# THE DATA

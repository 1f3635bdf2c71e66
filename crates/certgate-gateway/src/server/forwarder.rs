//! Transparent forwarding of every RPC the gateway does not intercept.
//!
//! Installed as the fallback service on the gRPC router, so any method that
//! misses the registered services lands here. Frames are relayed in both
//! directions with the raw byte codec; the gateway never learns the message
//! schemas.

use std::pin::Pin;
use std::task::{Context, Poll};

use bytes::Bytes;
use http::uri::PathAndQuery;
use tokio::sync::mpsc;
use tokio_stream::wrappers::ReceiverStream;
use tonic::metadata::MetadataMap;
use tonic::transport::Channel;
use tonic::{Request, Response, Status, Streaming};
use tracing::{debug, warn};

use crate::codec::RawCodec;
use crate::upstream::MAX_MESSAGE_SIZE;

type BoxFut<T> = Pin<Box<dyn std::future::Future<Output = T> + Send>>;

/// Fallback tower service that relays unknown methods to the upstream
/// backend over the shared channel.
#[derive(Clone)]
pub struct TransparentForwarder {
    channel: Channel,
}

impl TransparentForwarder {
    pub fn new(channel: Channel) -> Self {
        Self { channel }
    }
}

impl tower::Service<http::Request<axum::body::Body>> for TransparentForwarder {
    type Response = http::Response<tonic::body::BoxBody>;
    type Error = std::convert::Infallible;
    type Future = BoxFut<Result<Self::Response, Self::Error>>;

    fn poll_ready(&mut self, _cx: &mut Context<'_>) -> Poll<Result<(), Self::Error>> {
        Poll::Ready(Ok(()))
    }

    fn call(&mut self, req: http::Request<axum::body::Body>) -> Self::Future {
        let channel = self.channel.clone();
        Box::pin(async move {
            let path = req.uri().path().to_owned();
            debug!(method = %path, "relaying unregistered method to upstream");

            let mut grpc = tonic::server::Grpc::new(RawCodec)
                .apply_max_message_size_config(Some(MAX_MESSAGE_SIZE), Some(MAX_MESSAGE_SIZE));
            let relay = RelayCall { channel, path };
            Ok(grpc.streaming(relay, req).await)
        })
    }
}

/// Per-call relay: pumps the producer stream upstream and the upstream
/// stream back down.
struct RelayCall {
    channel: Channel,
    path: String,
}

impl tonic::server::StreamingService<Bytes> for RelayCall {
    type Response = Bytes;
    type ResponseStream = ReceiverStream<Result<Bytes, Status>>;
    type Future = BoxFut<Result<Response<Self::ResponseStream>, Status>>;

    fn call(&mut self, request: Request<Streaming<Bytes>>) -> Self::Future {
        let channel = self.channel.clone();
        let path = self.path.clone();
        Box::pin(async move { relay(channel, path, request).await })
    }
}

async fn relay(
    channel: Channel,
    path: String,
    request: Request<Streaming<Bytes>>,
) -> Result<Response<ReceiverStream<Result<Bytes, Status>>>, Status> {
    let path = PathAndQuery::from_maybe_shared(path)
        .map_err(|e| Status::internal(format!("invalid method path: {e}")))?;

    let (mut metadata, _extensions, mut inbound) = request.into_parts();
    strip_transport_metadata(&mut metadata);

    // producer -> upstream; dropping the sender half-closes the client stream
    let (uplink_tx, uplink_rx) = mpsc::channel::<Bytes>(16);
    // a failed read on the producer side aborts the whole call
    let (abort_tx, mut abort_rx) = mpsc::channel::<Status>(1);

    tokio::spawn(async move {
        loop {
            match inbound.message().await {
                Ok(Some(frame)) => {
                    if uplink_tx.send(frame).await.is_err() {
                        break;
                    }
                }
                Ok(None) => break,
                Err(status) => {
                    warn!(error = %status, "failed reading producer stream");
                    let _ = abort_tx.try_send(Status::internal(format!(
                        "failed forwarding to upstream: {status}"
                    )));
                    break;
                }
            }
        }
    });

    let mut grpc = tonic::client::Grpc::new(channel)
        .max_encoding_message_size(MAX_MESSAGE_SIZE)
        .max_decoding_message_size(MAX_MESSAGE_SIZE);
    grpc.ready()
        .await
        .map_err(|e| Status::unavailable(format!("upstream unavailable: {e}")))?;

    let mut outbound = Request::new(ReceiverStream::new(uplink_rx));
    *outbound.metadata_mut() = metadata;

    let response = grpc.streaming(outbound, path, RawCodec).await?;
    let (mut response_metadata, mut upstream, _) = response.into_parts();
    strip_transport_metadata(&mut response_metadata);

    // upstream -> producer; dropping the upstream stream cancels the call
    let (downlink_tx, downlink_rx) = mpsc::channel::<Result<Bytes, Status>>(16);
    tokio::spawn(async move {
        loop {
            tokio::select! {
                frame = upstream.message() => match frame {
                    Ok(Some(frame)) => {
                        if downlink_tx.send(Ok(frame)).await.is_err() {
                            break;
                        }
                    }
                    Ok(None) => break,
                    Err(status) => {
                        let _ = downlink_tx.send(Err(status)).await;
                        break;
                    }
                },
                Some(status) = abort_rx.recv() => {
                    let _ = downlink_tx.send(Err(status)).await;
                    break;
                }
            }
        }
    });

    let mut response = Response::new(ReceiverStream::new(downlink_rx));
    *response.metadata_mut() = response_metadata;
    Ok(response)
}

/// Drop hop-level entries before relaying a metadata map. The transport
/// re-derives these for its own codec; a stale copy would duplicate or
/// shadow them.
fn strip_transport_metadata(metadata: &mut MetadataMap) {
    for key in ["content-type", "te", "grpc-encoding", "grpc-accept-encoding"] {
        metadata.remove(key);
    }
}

# INSTRUCTIONS TO FOLLOW
Every single entry is to be retyped exactly.

# OUTPUT FOR THIS TASK
repository 1f3635bdf2c71e66
filename crates/certgate-gateway/src/server/forwarder.rs
//! Transparent forwarding of every RPC the gateway does not intercept.
//!
//! Installed as the fallback service on the gRPC router, so any method that
//! misses the registered services lands here. Frames are relayed in both
//! directions with the raw byte codec; the gateway never learns the message
//! schemas.

use std::pin::Pin;
use std::task::{Context, Poll};

use bytes::Bytes;
use http::uri::PathAndQuery;
use tokio::sync::mpsc;
use tokio_stream::wrappers::ReceiverStream;
use tonic::metadata::MetadataMap;
use tonic::transport::Channel;
use tonic::{Request, Response, Status, Streaming};
use tracing::{debug, warn};

use crate::codec::RawCodec;
use crate::upstream::MAX_MESSAGE_SIZE;

type BoxFut<T> = Pin<Box<dyn std::future::Future<Output = T> + Send>>;

/// Fallback tower service that relays unknown methods to the upstream
/// backend over the shared channel.
#[derive(Clone)]
pub struct TransparentForwarder {
    channel: Channel,
}

impl TransparentForwarder {
    pub fn new(channel: Channel) -> Self {
        Self { channel }
    }
}

impl tower::Service<http::Request<axum::body::Body>> for TransparentForwarder {
    type Response = http::Response<tonic::body::BoxBody>;
    type Error = std::convert::Infallible;
    type Future = BoxFut<Result<Self::Response, Self::Error>>;

    fn poll_ready(&mut self, _cx: &mut Context<'_>) -> Poll<Result<(), Self::Error>> {
        Poll::Ready(Ok(()))
    }

    fn call(&mut self, req: http::Request<axum::body::Body>) -> Self::Future {
        let channel = self.channel.clone();
        Box::pin(async move {
            let path = req.uri().path().to_owned();
            debug!(method = %path, "relaying unregistered method to upstream");

            let mut grpc = tonic::server::Grpc::new(RawCodec)
                .apply_max_message_size_config(Some(MAX_MESSAGE_SIZE), Some(MAX_MESSAGE_SIZE));
            let relay = RelayCall { channel, path };
            Ok(grpc.streaming(relay, req).await)
        })
    }
}

/// Per-call relay: pumps the producer stream upstream and the upstream
/// stream back down.
struct RelayCall {
    channel: Channel,
    path: String,
}

impl tonic::server::StreamingService<Bytes> for RelayCall {
    type Response = Bytes;
    type ResponseStream = ReceiverStream<Result<Bytes, Status>>;
    type Future = BoxFut<Result<Response<Self::ResponseStream>, Status>>;

    fn call(&mut self, request: Request<Streaming<Bytes>>) -> Self::Future {
        let channel = self.channel.clone();
        let path = self.path.clone();
        Box::pin(async move { relay(channel, path, request).await })
    }
}

async fn relay(
    channel: Channel,
    path: String,
    request: Request<Streaming<Bytes>>,
) -> Result<Response<ReceiverStream<Result<Bytes, Status>>>, Status> {
    let path = PathAndQuery::from_maybe_shared(path)
        .map_err(|e| Status::internal(format!("invalid method path: {e}")))?;

    let (mut metadata, _extensions, mut inbound) = request.into_parts();
    strip_transport_metadata(&mut metadata);

    // producer -> upstream; dropping the sender half-closes the client stream
    let (uplink_tx, uplink_rx) = mpsc::channel::<Bytes>(16);
    // a failed read on the producer side aborts the whole call
    let (abort_tx, mut abort_rx) = mpsc::channel::<Status>(1);

    tokio::spawn(async move {
        loop {
            match inbound.message().await {
                Ok(Some(frame)) => {
                    if uplink_tx.send(frame).await.is_err() {
                        break;
                    }
                }
                Ok(None) => break,
                Err(status) => {
                    warn!(error = %status, "failed reading producer stream");
                    let _ = abort_tx.try_send(Status::internal(format!(
                        "failed forwarding to upstream: {status}"
                    )));
                    break;
                }
            }
        }
    });

    let mut grpc = tonic::client::Grpc::new(channel)
        .max_encoding_message_size(MAX_MESSAGE_SIZE)
        .max_decoding_message_size(MAX_MESSAGE_SIZE);
    grpc.ready()
        .await
        .map_err(|e| Status::unavailable(format!("upstream unavailable: {e}")))?;

    let mut outbound = Request::new(ReceiverStream::new(uplink_rx));
    *outbound.metadata_mut() = metadata;

    let response = grpc.streaming(outbound, path, RawCodec).await?;
    let (mut response_metadata, mut upstream, _) = response.into_parts();
    strip_transport_metadata(&mut response_metadata);

    // upstream -> producer; dropping the upstream stream cancels the call
    let (downlink_tx, downlink_rx) = mpsc::channel::<Result<Bytes, Status>>(16);
    tokio::spawn(async move {
        loop {
            tokio::select! {
                frame = upstream.message() => match frame {
                    Ok(Some(frame)) => {
                        if downlink_tx.send(Ok(frame)).await.is_err() {
                            break;
                        }
                    }
                    Ok(None) => break,
                    Err(status) => {
                        let _ = downlink_tx.send(Err(status)).await;
                        break;
                    }
                },
                Some(status) = abort_rx.recv() => {
                    let _ = downlink_tx.send(Err(status)).await;
                    break;
                }
            }
        }
    });

    let mut response = Response::new(ReceiverStream::new(downlink_rx));
    *response.metadata_mut() = response_metadata;
    Ok(response)
}

/// Drop hop-level entries before relaying a metadata map. The transport
/// re-derives these for its own codec; a stale copy would duplicate or
/// shadow them.
fn strip_transport_metadata(metadata: &mut MetadataMap) {
    for key in ["content-type", "te", "grpc-encoding", "grpc-accept-encoding"] {
        metadata.remove(key);
    }
}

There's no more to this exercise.